もちろんスペイン語を学ぶことは大切な柱の一つです。
しかし、上智大学外国語学部イスパニア語学科で学ぶのは、単なる語学ではありません。
言葉の背景にある文化、歴史、社会、価値観、人々の暮らしについても学びます。
そして実は、その学びは私たちが暮らしている社会と深くつながっています。
大学の学問は教科書の中だけで完結するものではありません。
社会を理解し、社会と関わるための力を育てるものでもあるのです。
世界とのつながりが当たり前の時代になった
今の社会は、世界とのつながりなしには成り立ちません。
海外で作られた商品を使い、海外のニュースを見て、海外の人とSNSで交流することも珍しくありません。
企業も世界中と取引をしています。
観光や留学、国際交流も身近な存在になっています。
そのような時代だからこそ、異なる文化や価値観を理解する力が求められています。
例えば、日本では当たり前だと思われていることが、他の国では違う意味を持つことがあります。
逆に、海外の人から見れば日本の文化がとても特徴的に見えることもあります。
こうした違いを理解するためには、単に言葉を覚えるだけでは足りません。
その国の歴史や社会背景、人々の考え方を知る必要があります。
イスパニア語学科の学びは、まさにその部分と深く関わっています。
スペイン語圏の世界はとても広い
スペイン語というと、スペインだけを思い浮かべる人もいるかもしれません。
しかし実際には、スペイン語は中南米を中心に多くの国で使われています。
メキシコ、アルゼンチン、チリ、ペルー、コロンビアなど、世界にはスペイン語を公用語とする国が数多く存在します。

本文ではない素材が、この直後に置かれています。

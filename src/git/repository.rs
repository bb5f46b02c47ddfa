//! `git2`-backed [`GitClient`].

use std::path::{Path, PathBuf};
use std::process::Command;

use git2::{BranchType, DiffFormat, DiffOptions, Repository, Sort, StatusOptions};
use parking_lot::Mutex;

use super::{CommitInfo, GitClient, GitError, GitStatus};

/// Git repository wrapper with high-level operations.
pub struct GitRepository {
    // git2::Repository is Send but not Sync.
    repo: Mutex<Repository>,
    root: PathBuf,
}

impl GitRepository {
    /// Open the repository containing `path`, searching upward.
    pub fn discover(path: impl AsRef<Path>) -> Result<Self, GitError> {
        let path = path.as_ref();
        let repo = Repository::discover(path)
            .map_err(|_| GitError::NotARepository(path.to_path_buf()))?;
        let root = repo
            .workdir()
            .map(Path::to_path_buf)
            .ok_or_else(|| GitError::NotARepository(path.to_path_buf()))?;

        tracing::debug!(root = %root.display(), "Opened git repository");
        Ok(Self { repo: Mutex::new(repo), root })
    }

    /// Repository working directory.
    #[must_use]
    pub fn root(&self) -> &Path {
        &self.root
    }

    fn ahead_behind(repo: &Repository) -> (usize, usize) {
        let Ok(head) = repo.head() else {
            return (0, 0);
        };

        let Some(local_oid) = head.target() else {
            return (0, 0);
        };

        let Some(branch_name) = head.shorthand() else {
            return (0, 0);
        };

        let Ok(branch) = repo.find_branch(branch_name, BranchType::Local) else {
            return (0, 0);
        };

        let Ok(upstream) = branch.upstream() else {
            return (0, 0);
        };

        let Some(upstream_oid) = upstream.get().target() else {
            return (0, 0);
        };

        repo.graph_ahead_behind(local_oid, upstream_oid).unwrap_or((0, 0))
    }

    fn patch(
        repo: &Repository,
        head_tree: Option<&git2::Tree<'_>>,
        opts: &mut DiffOptions,
    ) -> Result<String, GitError> {
        let diff = repo.diff_tree_to_workdir_with_index(head_tree, Some(opts))?;

        let mut patch = String::new();
        diff.print(DiffFormat::Patch, |_delta, _hunk, line| {
            if matches!(line.origin(), '+' | '-' | ' ') {
                patch.push(line.origin());
            }
            patch.push_str(&String::from_utf8_lossy(line.content()));
            true
        })?;

        Ok(patch)
    }

    fn branch_name(repo: &Repository) -> Result<Option<String>, GitError> {
        match repo.head() {
            Ok(head) if head.is_branch() => Ok(head.shorthand().map(String::from)),
            Ok(_) => Ok(None),
            // Unborn branch: HEAD points at a ref that has no commit yet.
            Err(e) if e.code() == git2::ErrorCode::UnbornBranch => {
                let head = repo.find_reference("HEAD")?;
                Ok(head
                    .symbolic_target()
                    .map(|t| t.strip_prefix("refs/heads/").unwrap_or(t).to_string()))
            }
            Err(e) => Err(e.into()),
        }
    }
}

impl GitClient for GitRepository {
    fn status(&self) -> Result<GitStatus, GitError> {
        let repo = self.repo.lock();

        let mut opts = StatusOptions::new();
        opts.include_untracked(true)
            .recurse_untracked_dirs(true)
            .include_ignored(false)
            .include_unmodified(false);

        let statuses = repo.statuses(Some(&mut opts))?;

        let mut status = GitStatus { branch: Self::branch_name(&repo)?, ..GitStatus::default() };

        for entry in statuses.iter() {
            let Some(path) = entry.path().map(String::from) else {
                continue;
            };
            let flags = entry.status();

            if flags.is_index_new()
                || flags.is_index_modified()
                || flags.is_index_deleted()
                || flags.is_index_renamed()
                || flags.is_index_typechange()
            {
                status.staged_files.push(path.clone());
            }

            if flags.is_wt_modified()
                || flags.is_wt_deleted()
                || flags.is_wt_renamed()
                || flags.is_wt_typechange()
            {
                status.modified_files.push(path.clone());
            }

            if flags.is_wt_new() {
                status.untracked_files.push(path);
            }
        }

        status.is_clean = status.staged_files.is_empty()
            && status.modified_files.is_empty()
            && status.untracked_files.is_empty();
        (status.ahead, status.behind) = Self::ahead_behind(&repo);

        Ok(status)
    }

    fn diff(&self) -> Result<String, GitError> {
        let repo = self.repo.lock();
        let head_tree = match repo.head() {
            Ok(head) => Some(head.peel_to_tree()?),
            Err(_) => None,
        };

        let mut opts = DiffOptions::new();
        opts.context_lines(3);
        Self::patch(&repo, head_tree.as_ref(), &mut opts)
    }

    fn file_diff(&self, path: &str) -> Result<String, GitError> {
        let repo = self.repo.lock();
        let head_tree = match repo.head() {
            Ok(head) => Some(head.peel_to_tree()?),
            Err(_) => None,
        };

        let mut opts = DiffOptions::new();
        opts.context_lines(3)
            .pathspec(path)
            .disable_pathspec_match(true)
            .include_untracked(true)
            .recurse_untracked_dirs(true)
            .show_untracked_content(true);
        Self::patch(&repo, head_tree.as_ref(), &mut opts)
    }

    fn stage(&self, paths: &[String]) -> Result<(), GitError> {
        let repo = self.repo.lock();
        let mut index = repo.index()?;

        for path in paths {
            if self.root.join(path).exists() {
                index.add_path(Path::new(path))?;
            } else {
                index.remove_path(Path::new(path))?;
            }
        }
        index.write()?;

        tracing::debug!(files = paths.len(), "Staged files");
        Ok(())
    }

    fn current_branch(&self) -> Result<String, GitError> {
        let repo = self.repo.lock();
        Self::branch_name(&repo)?.ok_or(GitError::DetachedHead)
    }

    fn default_remote(&self) -> Option<String> {
        let repo = self.repo.lock();
        let remotes = repo.remotes().ok()?;
        let names: Vec<&str> = remotes.iter().flatten().collect();
        if names.contains(&"origin") {
            return Some("origin".to_string());
        }
        names.first().map(|n| (*n).to_string())
    }

    fn commit(&self, message: &str, all: bool) -> Result<String, GitError> {
        let repo = self.repo.lock();
        let mut index = repo.index()?;

        if all {
            index.update_all(["*"], None)?;
            index.write()?;
        }

        let tree_id = index.write_tree()?;
        let tree = repo.find_tree(tree_id)?;

        let parent = match repo.head() {
            Ok(head) => Some(head.peel_to_commit()?),
            Err(_) => None,
        };

        if let Some(parent) = &parent {
            if parent.tree_id() == tree_id {
                return Err(GitError::NothingToCommit);
            }
        } else if tree.is_empty() {
            return Err(GitError::NothingToCommit);
        }

        let signature = repo.signature()?;
        let parents: Vec<&git2::Commit<'_>> = parent.iter().collect();
        let oid = repo.commit(Some("HEAD"), &signature, &signature, message, &tree, &parents)?;

        tracing::info!(hash = %oid, "Created commit");
        Ok(oid.to_string())
    }

    fn push(&self, remote: &str, branch: &str, set_upstream: bool) -> Result<(), GitError> {
        // Shell out so credential helpers and SSH agents apply.
        let mut args = vec!["push"];
        if set_upstream {
            args.push("--set-upstream");
        }
        args.push(remote);
        args.push(branch);

        let output = Command::new("git").current_dir(&self.root).args(&args).output()?;
        if !output.status.success() {
            return Err(GitError::Command {
                command: format!("git {}", args.join(" ")),
                stderr: String::from_utf8_lossy(&output.stderr).trim().to_string(),
            });
        }

        tracing::info!(remote, branch, "Pushed branch");
        Ok(())
    }

    fn branch_commits(&self, base: &str, head: &str) -> Result<Vec<CommitInfo>, GitError> {
        let repo = self.repo.lock();
        let head_oid = repo.revparse_single(head)?.peel_to_commit()?.id();

        let mut walk = repo.revwalk()?;
        walk.set_sorting(Sort::TOPOLOGICAL | Sort::TIME)?;
        walk.push(head_oid)?;
        // A missing base (e.g. never fetched) lists the whole history.
        if let Ok(base) = repo.revparse_single(base) {
            walk.hide(base.peel_to_commit()?.id())?;
        }

        walk.map(|oid| -> Result<CommitInfo, GitError> {
            let commit = repo.find_commit(oid?)?;
            Ok(CommitInfo {
                hash: commit.id().to_string(),
                summary: commit.summary().unwrap_or_default().to_string(),
            })
        })
        .collect()
    }

    fn remote_url(&self, name: &str) -> Option<String> {
        let repo = self.repo.lock();
        let remote = repo.find_remote(name).ok()?;
        remote.url().map(String::from)
    }
}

つまり、イスパニア語学科で学ぶことは、一つの国だけを学ぶことではありません。
多様な文化や社会を持つ地域について理解を深めることでもあります。
例えば同じスペイン語圏でも、歴史や文化は国によって大きく異なります。
その違いを知ることで、「世界にはさまざまな価値観がある」という視点が身についていきます。
これは社会に出た後も非常に重要な力になります。
異文化理解は社会で求められる力
近年、「異文化理解」という言葉を耳にする機会が増えています。
しかし異文化理解とは、外国の知識を覚えることではありません。
相手の立場や背景を理解しようとする姿勢のことです。
例えば学校生活でも、自分と考え方が違う友人と関わることがあります。
部活動で意見がぶつかることもあるでしょう。
文化祭の準備で価値観の違いを感じることもあるかもしれません。
実はこうした経験も、異文化理解につながっています。
相手の考えを理解しようとする姿勢は、国際交流だけでなく、日常生活や仕事でも必要とされる力です。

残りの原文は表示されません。